Case 2 – Ahmed Ayub Aden

I was born in 1982 and grew in Fiiq town, Ogaden, Eastern Ethiopia. I pursued my Primary and Secondary Education at Jigjiga, the provincial capital of Somali administrative zone. In 2007, I enrolled at the Ethiopian Civil Service College in Addis Ababa, Faculty of Civil Engineering.

In mid 2007, a massive operation against the armed forces of the ONLF and their supporters took place in the Somali administrative zone; during this process, military and security agents of Ethiopia committed gross violations against civilians in the region, involving brutal means of interrogation, arrests, accusations of civil servants, and incommunicado. However, without any formal and legal procedure thousands of innocent people have been arrested during the same period in many places outside of Somali region as well.

Prior to these events, I had not been involved in any political activities in the region, neither had I been member of any opposition party. I had however been arrested in Jigjiga on 14/06/2003 when I was a mere schoolboy at the Jijiga Junior Secondary School. I was then taken to the heavily guarded camp of Jigjiga town (Garabase Military Camp) where I was subjected to brutal interrogation and torture on daily basis. Scars appearing on my left shoulder to this day date back to that period of imprisonment.

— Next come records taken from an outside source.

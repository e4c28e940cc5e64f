use std::sync::Arc;

use async_trait::async_trait;

use super::TokenProvider;
use crate::core::error::TranslateError;
use crate::core::types::{BearerToken, RequestContext};

struct FixedTokenProvider;

#[async_trait]
impl TokenProvider for FixedTokenProvider {
    async fn get_access_token(&self) -> Result<BearerToken, TranslateError> {
        Ok(BearerToken::new("fixed-token"))
    }
}

struct FailingTokenProvider;

#[async_trait]
impl TokenProvider for FailingTokenProvider {
    async fn get_access_token(&self) -> Result<BearerToken, TranslateError> {
        Err(TranslateError::TokenTimeout {
            request: RequestContext::new("POST", "https://sts.example/issueToken"),
            message: "timed out".to_string(),
        })
    }
}

#[tokio::test]
async fn test_token_provider_usable_as_trait_object() {
    let provider: Arc<dyn TokenProvider> = Arc::new(FixedTokenProvider);
    let token = provider
        .get_access_token()
        .await
        .expect("fixed provider should succeed");
    assert_eq!(token.as_str(), "fixed-token");
}

#[tokio::test]
async fn test_token_provider_failure_surfaces_unwrapped() {
    let provider: Arc<dyn TokenProvider> = Arc::new(FailingTokenProvider);
    let error = provider
        .get_access_token()
        .await
        .expect_err("failing provider should fail");
    assert!(matches!(error, TranslateError::TokenTimeout { .. }));
}
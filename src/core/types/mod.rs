use serde::{Deserialize, Serialize};

use crate::core::error::ConfigError;

pub const DEFAULT_TARGET_LANGUAGE: &str = "en";

/// Short-lived opaque credential returned by the token endpoint.
///
/// The token is never parsed or inspected; it is forwarded verbatim as an
/// `Authorization: Bearer <token>` header value.
#[derive(Clone, PartialEq, Eq)]
pub struct BearerToken(String);

impl BearerToken {
    pub fn new(token: impl Into<String>) -> Self {
        Self(token.into())
    }

    pub fn as_str(&self) -> &str {
        &self.0
    }

    pub fn authorization_value(&self) -> String {
        format!("Bearer {}", self.0)
    }
}

impl std::fmt::Debug for BearerToken {
    fn fmt(&self, f: &mut std::fmt::Formatter<'_>) -> std::fmt::Result {
        f.write_str("BearerToken(<redacted>)")
    }
}

/// A single translation call: the text to translate, the target language,
/// and an optional source language. When `from` is absent the provider
/// detects the source language itself.
#[derive(Debug, Clone, PartialEq, Eq, Serialize, Deserialize)]
#[serde(deny_unknown_fields)]
pub struct TranslationRequest {
    pub text: String,
    pub to: String,
    #[serde(skip_serializing_if = "Option::is_none")]
    pub from: Option<String>,
}

impl TranslationRequest {
    /// Request targeting the default language ("en").
    pub fn new(text: impl Into<String>) -> Self {
        Self {
            text: text.into(),
            to: DEFAULT_TARGET_LANGUAGE.to_string(),
            from: None,
        }
    }

    pub fn to(mut self, to: impl Into<String>) -> Self {
        self.to = to.into();
        self
    }

    pub fn from(mut self, from: impl Into<String>) -> Self {
        self.from = Some(from.into());
        self
    }

    /// Target language must be present; source language, when supplied,
    /// must be a non-empty code.
    pub fn validate(&self) -> Result<(), ConfigError> {
        if self.to.trim().is_empty() {
            return Err(ConfigError::InvalidLanguageCode {
                field: "to".to_string(),
                value: self.to.clone(),
            });
        }
        if let Some(from) = &self.from
            && from.trim().is_empty()
        {
            return Err(ConfigError::InvalidLanguageCode {
                field: "from".to_string(),
                value: from.clone(),
            });
        }
        Ok(())
    }
}

/// Diagnostic snapshot of the wire request that triggered a failure.
#[derive(Debug, Clone, PartialEq, Eq, Serialize, Deserialize)]
#[serde(deny_unknown_fields)]
pub struct RequestContext {
    pub method: String,
    pub url: String,
}

impl RequestContext {
    pub fn new(method: impl Into<String>, url: impl Into<String>) -> Self {
        Self {
            method: method.into(),
            url: url.into(),
        }
    }
}

/// Status and raw body of the response attached to a failure.
#[derive(Debug, Clone, PartialEq, Eq, Serialize, Deserialize)]
#[serde(deny_unknown_fields)]
pub struct ResponseContext {
    pub status_code: u16,
    pub body: String,
}

impl ResponseContext {
    pub fn new(status_code: u16, body: impl Into<String>) -> Self {
        Self {
            status_code,
            body: body.into(),
        }
    }
}

/// Wire generation of the translate endpoint, chosen at construction time.
///
/// The provider has shipped both shapes over the API's lifetime; the v3
/// JSON protocol is canonical and the XML path exists only for callers
/// still pinned to the legacy service.
#[derive(Debug, Clone, Copy, PartialEq, Eq, Serialize, Deserialize, Default)]
#[serde(tag = "type", rename_all = "snake_case")]
pub enum ApiGeneration {
    #[default]
    V3Json,
    LegacyXml,
}

#[cfg(test)]
mod tests;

My torturers were constantly using threats to oblige me to admit that I was an ONLF member until I was forced to do so. I was locked in a very small underground cell. After three months, I was finally released on 30/09/2003. During the days of my imprisonment, the ICRC paid a visit to the Garabase Military Camp, and expressed their sorrow for the existing conditions of detainment. As it can be easily surmised, during this 3-month period, my family had absolutely no information about my whereabouts.

During the aforementioned period of massive operations against the armed forces of the ONLF, I was arrested in my College Campus in Addis Ababa on 01/09/2007. I was taken to the Shoramere Military Camp; without any trial and legal procedure I was released on 25/9/2007. After my release I pursued regularly my studies in the College, and everything seemed to go well.

Suddenly, one day, whilst I was waiting to take an exam, three (3) men of the Security Dept (Ministry of Interior), accompanied by two (2) men of the National Army came to the gate of university and contacted me via phone. They told me that I should go and meet them immediately, and I answered them that I was about to enter a classroom and take an exam, and that this was necessary for me. They repeated that I had to go and started threatening that they would punish me if I did not. I then went to meet them, missing my exam, and I was subsequently taken to a military camp.

They instructed me to cooperate with them by providing them with all necessary information about ONLF sympathizers in the College. I told them that I can't do this job; they then gave me a deadline of 10 days to cooperate with them, warning me of the dire consequences in case I failed to do so. In addition, they ordered me to open my email account´s inbox and asked me about the website Ogaden online. I told them that I don´t know the Ogaden online website; I then opened my email account where they checked every message. They realized that all the contacts were typically personal of character.

After this incident, I decided to leave Ethiopia and seek political asylum in Kenya. I left Addis Ababa, and I reached the immigration office at the Moyale border point on 28th December 2007, intending to ask an exit visa and proceed to Kenya. This point lies at a distance of 771 km in the southwest of Addis Ababa. There, unfortunately, as soon as the immigration officer heard my name, he confiscated all documents in my bag including my passport, my college ID, and a recommendation letter from the ICRC office in Jigjiga (the delegates who had paid a visit a few years earlier, when in September 2003 I was detained in the Garabase Military Camp).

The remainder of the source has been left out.